* EXERCISE DIRECTIONS
Write out the data in full, exactly as shown.

↓

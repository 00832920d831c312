use std::{sync::Arc, time::Duration};

use axum::{
    Router,
    http::{
        HeaderValue, Method,
        header::{ACCESS_CONTROL_ALLOW_ORIGIN, CONTENT_TYPE},
    },
    routing::{get, post},
};

use signal::{
    ctrl_c,
    unix::{SignalKind, signal},
};
use tokio::{net::TcpListener, signal};
use tower_http::{cors::CorsLayer, set_header::SetResponseHeaderLayer};
use tracing::{error, info};
use tracing_subscriber::{EnvFilter, fmt};

pub mod config;
pub mod content;
pub mod error;
pub mod routes;
pub mod state;
pub mod storage;
pub mod utils;

use config::Config;
use routes::{
    create_placeholder, function_preflight, get_preference, proxy_image, proxy_missing_key,
    proxy_preflight, put_preference, resolve_image, sync_image_to_local,
};
use state::State;

pub async fn start_server() {
    fmt().with_env_filter(EnvFilter::from_default_env()).init();

    info!("Loading config...");
    let config = Config::load();

    info!("Initializing state...");
    let state = match State::new(&config) {
        Ok(state) => state,
        Err(e) => {
            error!("Failed to initialize state: {e:#}");
            return;
        }
    };

    info!("Starting server...");

    let app = build_router(state);

    let address = format!("0.0.0.0:{}", config.port);
    info!("Binding to {address}");

    let listener = match TcpListener::bind(&address).await {
        Ok(listener) => listener,
        Err(e) => {
            error!("Failed to bind {address}: {e}");
            return;
        }
    };
    info!("Server running on {address}");

    if let Err(e) = axum::serve(listener, app)
        .with_graceful_shutdown(shutdown_signal())
        .await
    {
        error!("Server error: {e}");
    }

    info!("Server shutting down...");
}

pub fn build_router(state: Arc<State>) -> Router {
    let cors = CorsLayer::new()
        .allow_methods([Method::GET, Method::PUT, Method::POST, Method::OPTIONS])
        .allow_headers([CONTENT_TYPE])
        .max_age(Duration::from_secs(60 * 60));

    let api = Router::new()
        .route(
            "/api/preferences/image",
            get(get_preference).put(put_preference),
        )
        .route("/api/images/resolve", post(resolve_image))
        .layer(cors);

    // image proxy and functions answer their own preflights
    let functions = Router::new()
        .route("/api/i", get(proxy_missing_key).options(proxy_preflight))
        .route("/api/i/", get(proxy_missing_key).options(proxy_preflight))
        .route("/api/i/{*key}", get(proxy_image).options(proxy_preflight))
        .route(
            "/functions/sync-image-to-local",
            post(sync_image_to_local).options(function_preflight),
        )
        .route(
            "/functions/create-placeholder",
            post(create_placeholder).options(function_preflight),
        )
        .layer(SetResponseHeaderLayer::if_not_present(
            ACCESS_CONTROL_ALLOW_ORIGIN,
            HeaderValue::from_static("*"),
        ));

    api.merge(functions).with_state(state)
}

async fn shutdown_signal() {
    let ctrl_c = async {
        if let Err(e) = ctrl_c().await {
            error!("Failed to install Ctrl+C handler: {e}");
            std::future::pending::<()>().await;
        }

        info!("Received Ctrl+C, shutting down");
    };

    #[cfg(unix)]
    let terminate = async {
        match signal(SignalKind::terminate()) {
            Ok(mut terminate) => {
                terminate.recv().await;
            }
            Err(e) => {
                error!("Failed to install signal handler: {e}");
                std::future::pending::<()>().await;
            }
        }

        info!("Received terminate signal, shutting down");
    };

    #[cfg(not(unix))]
    let terminate = std::future::pending::<()>();

    tokio::select! {
        _ = ctrl_c => {},
        _ = terminate => {},
    }
}
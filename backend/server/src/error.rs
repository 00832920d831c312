use axum::{
    Json,
    http::StatusCode,
    response::{IntoResponse, Response},
};
use serde_json::json;
use thiserror::Error;
use tracing::error;

#[derive(Error, Debug)]
pub enum AppError {
    #[error("Malformed payload")]
    MalformedPayload,

    #[error("Missing required field: {0}")]
    MissingField(&'static str),

    #[error("Missing image key")]
    MissingKey,

    #[error("Invalid image key")]
    InvalidKey,

    #[error("Image not found")]
    NotFound,

    #[error("Failed to fetch image: {0}")]
    Upstream(String),

    #[error("Storage error: {0}")]
    Storage(#[source] anyhow::Error),

    #[error("Internal error: {0}")]
    Internal(String),
}

impl AppError {
    pub fn status(&self) -> StatusCode {
        match self {
            AppError::MalformedPayload
            | AppError::MissingField(_)
            | AppError::MissingKey
            | AppError::InvalidKey => StatusCode::BAD_REQUEST,
            AppError::NotFound => StatusCode::NOT_FOUND,
            AppError::Upstream(_) | AppError::Storage(_) | AppError::Internal(_) => {
                StatusCode::INTERNAL_SERVER_ERROR
            }
        }
    }

    /// Client-facing message. Storage and internal failures stay generic.
    pub fn public_message(&self) -> String {
        match self {
            AppError::Storage(_) => "Storage request failed".to_string(),
            AppError::Internal(_) => "Internal server error".to_string(),
            _ => self.to_string(),
        }
    }
}

impl IntoResponse for AppError {
    fn into_response(self) -> Response {
        let status = self.status();

        if status.is_server_error() {
            error!("{self}");
        }

        let body = json!({
            "success": false,
            "error": self.public_message(),
        });

        (status, Json(body)).into_response()
    }
}

#[cfg(test)]
mod tests {
    use axum::{http::StatusCode, response::IntoResponse};

    use super::AppError;

    #[test]
    fn test_status() {
        assert_eq!(AppError::MissingKey.status(), StatusCode::BAD_REQUEST);
        assert_eq!(AppError::MissingField("imageUrl").status(), StatusCode::BAD_REQUEST);
        assert_eq!(AppError::NotFound.status(), StatusCode::NOT_FOUND);
        assert_eq!(
            AppError::Upstream("Not Found".to_string()).status(),
            StatusCode::INTERNAL_SERVER_ERROR
        );
    }

    #[test]
    fn test_storage_message_is_generic() {
        let error = AppError::Storage(anyhow::anyhow!("connection refused at 10.0.0.3:5432"));

        assert_eq!(error.public_message(), "Storage request failed");
    }

    #[test]
    fn test_internal_message_is_generic() {
        let error = AppError::Internal("task 12 panicked".to_string());

        assert_eq!(error.status(), StatusCode::INTERNAL_SERVER_ERROR);
        assert_eq!(error.public_message(), "Internal server error");
    }

    #[test]
    fn test_upstream_message_keeps_status_text() {
        let error = AppError::Upstream("Not Found".to_string());

        assert_eq!(error.public_message(), "Failed to fetch image: Not Found");
    }

    #[test]
    fn test_into_response() {
        let response = AppError::NotFound.into_response();

        assert_eq!(response.status(), StatusCode::NOT_FOUND);
    }
}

↑

* ANSWER FOR THE TASK
repository 00832920d831c312
use std::{sync::Arc, time::Duration};

use axum::{
    Router,
    http::{
        HeaderValue, Method,
        header::{ACCESS_CONTROL_ALLOW_ORIGIN, CONTENT_TYPE},
    },
    routing::{get, post},
};

use signal::{
    ctrl_c,
    unix::{SignalKind, signal},
};
use tokio::{net::TcpListener, signal};
use tower_http::{cors::CorsLayer, set_header::SetResponseHeaderLayer};
use tracing::{error, info};
use tracing_subscriber::{EnvFilter, fmt};

pub mod config;
pub mod content;
pub mod error;
pub mod routes;
pub mod state;
pub mod storage;
pub mod utils;

use config::Config;
use routes::{
    create_placeholder, function_preflight, get_preference, proxy_image, proxy_missing_key,
    proxy_preflight, put_preference, resolve_image, sync_image_to_local,
};
use state::State;

pub async fn start_server() {
    fmt().with_env_filter(EnvFilter::from_default_env()).init();

    info!("Loading config...");
    let config = Config::load();

    info!("Initializing state...");
    let state = match State::new(&config) {
        Ok(state) => state,
        Err(e) => {
            error!("Failed to initialize state: {e:#}");
            return;
        }
    };

    info!("Starting server...");

    let app = build_router(state);

    let address = format!("0.0.0.0:{}", config.port);
    info!("Binding to {address}");

    let listener = match TcpListener::bind(&address).await {
        Ok(listener) => listener,
        Err(e) => {
            error!("Failed to bind {address}: {e}");
            return;
        }
    };
    info!("Server running on {address}");

    if let Err(e) = axum::serve(listener, app)
        .with_graceful_shutdown(shutdown_signal())
        .await
    {
        error!("Server error: {e}");
    }

    info!("Server shutting down...");
}

pub fn build_router(state: Arc<State>) -> Router {
    let cors = CorsLayer::new()
        .allow_methods([Method::GET, Method::PUT, Method::POST, Method::OPTIONS])
        .allow_headers([CONTENT_TYPE])
        .max_age(Duration::from_secs(60 * 60));

    let api = Router::new()
        .route(
            "/api/preferences/image",
            get(get_preference).put(put_preference),
        )
        .route("/api/images/resolve", post(resolve_image))
        .layer(cors);

    // image proxy and functions answer their own preflights
    let functions = Router::new()
        .route("/api/i", get(proxy_missing_key).options(proxy_preflight))
        .route("/api/i/", get(proxy_missing_key).options(proxy_preflight))
        .route("/api/i/{*key}", get(proxy_image).options(proxy_preflight))
        .route(
            "/functions/sync-image-to-local",
            post(sync_image_to_local).options(function_preflight),
        )
        .route(
            "/functions/create-placeholder",
            post(create_placeholder).options(function_preflight),
        )
        .layer(SetResponseHeaderLayer::if_not_present(
            ACCESS_CONTROL_ALLOW_ORIGIN,
            HeaderValue::from_static("*"),
        ));

    api.merge(functions).with_state(state)
}

async fn shutdown_signal() {
    let ctrl_c = async {
        if let Err(e) = ctrl_c().await {
            error!("Failed to install Ctrl+C handler: {e}");
            std::future::pending::<()>().await;
        }

        info!("Received Ctrl+C, shutting down");
    };

    #[cfg(unix)]
    let terminate = async {
        match signal(SignalKind::terminate()) {
            Ok(mut terminate) => {
                terminate.recv().await;
            }
            Err(e) => {
                error!("Failed to install signal handler: {e}");
                std::future::pending::<()>().await;
            }
        }

        info!("Received terminate signal, shutting down");
    };

    #[cfg(not(unix))]
    let terminate = std::future::pending::<()>();

    tokio::select! {
        _ = ctrl_c => {},
        _ = terminate => {},
    }
}
filename backend/server/src/error.rs
repository 00832920d831c312
use axum::{
    Json,
    http::StatusCode,
    response::{IntoResponse, Response},
};
use serde_json::json;
use thiserror::Error;
use tracing::error;

#[derive(Error, Debug)]
pub enum AppError {
    #[error("Malformed payload")]
    MalformedPayload,

    #[error("Missing required field: {0}")]
    MissingField(&'static str),

    #[error("Missing image key")]
    MissingKey,

    #[error("Invalid image key")]
    InvalidKey,

    #[error("Image not found")]
    NotFound,

    #[error("Failed to fetch image: {0}")]
    Upstream(String),

    #[error("Storage error: {0}")]
    Storage(#[source] anyhow::Error),

    #[error("Internal error: {0}")]
    Internal(String),
}

impl AppError {
    pub fn status(&self) -> StatusCode {
        match self {
            AppError::MalformedPayload
            | AppError::MissingField(_)
            | AppError::MissingKey
            | AppError::InvalidKey => StatusCode::BAD_REQUEST,
            AppError::NotFound => StatusCode::NOT_FOUND,
            AppError::Upstream(_) | AppError::Storage(_) | AppError::Internal(_) => {
                StatusCode::INTERNAL_SERVER_ERROR
            }
        }
    }

    /// Client-facing message. Storage and internal failures stay generic.
    pub fn public_message(&self) -> String {
        match self {
            AppError::Storage(_) => "Storage request failed".to_string(),
            AppError::Internal(_) => "Internal server error".to_string(),
            _ => self.to_string(),
        }
    }
}

impl IntoResponse for AppError {
    fn into_response(self) -> Response {
        let status = self.status();

        if status.is_server_error() {
            error!("{self}");
        }

        let body = json!({
            "success": false,
            "error": self.public_message(),
        });

        (status, Json(body)).into_response()
    }
}

#[cfg(test)]
mod tests {
    use axum::{http::StatusCode, response::IntoResponse};

    use super::AppError;

    #[test]
    fn test_status() {
        assert_eq!(AppError::MissingKey.status(), StatusCode::BAD_REQUEST);
        assert_eq!(AppError::MissingField("imageUrl").status(), StatusCode::BAD_REQUEST);
        assert_eq!(AppError::NotFound.status(), StatusCode::NOT_FOUND);
        assert_eq!(
            AppError::Upstream("Not Found".to_string()).status(),
            StatusCode::INTERNAL_SERVER_ERROR
        );
    }

    #[test]
    fn test_storage_message_is_generic() {
        let error = AppError::Storage(anyhow::anyhow!("connection refused at 10.0.0.3:5432"));

        assert_eq!(error.public_message(), "Storage request failed");
    }

    #[test]
    fn test_internal_message_is_generic() {
        let error = AppError::Internal("task 12 panicked".to_string());

        assert_eq!(error.status(), StatusCode::INTERNAL_SERVER_ERROR);
        assert_eq!(error.public_message(), "Internal server error");
    }

    #[test]
    fn test_upstream_message_keeps_status_text() {
        let error = AppError::Upstream("Not Found".to_string());

        assert_eq!(error.public_message(), "Failed to fetch image: Not Found");
    }

    #[test]
    fn test_into_response() {
        let response = AppError::NotFound.into_response();

        assert_eq!(response.status(), StatusCode::NOT_FOUND);
    }
}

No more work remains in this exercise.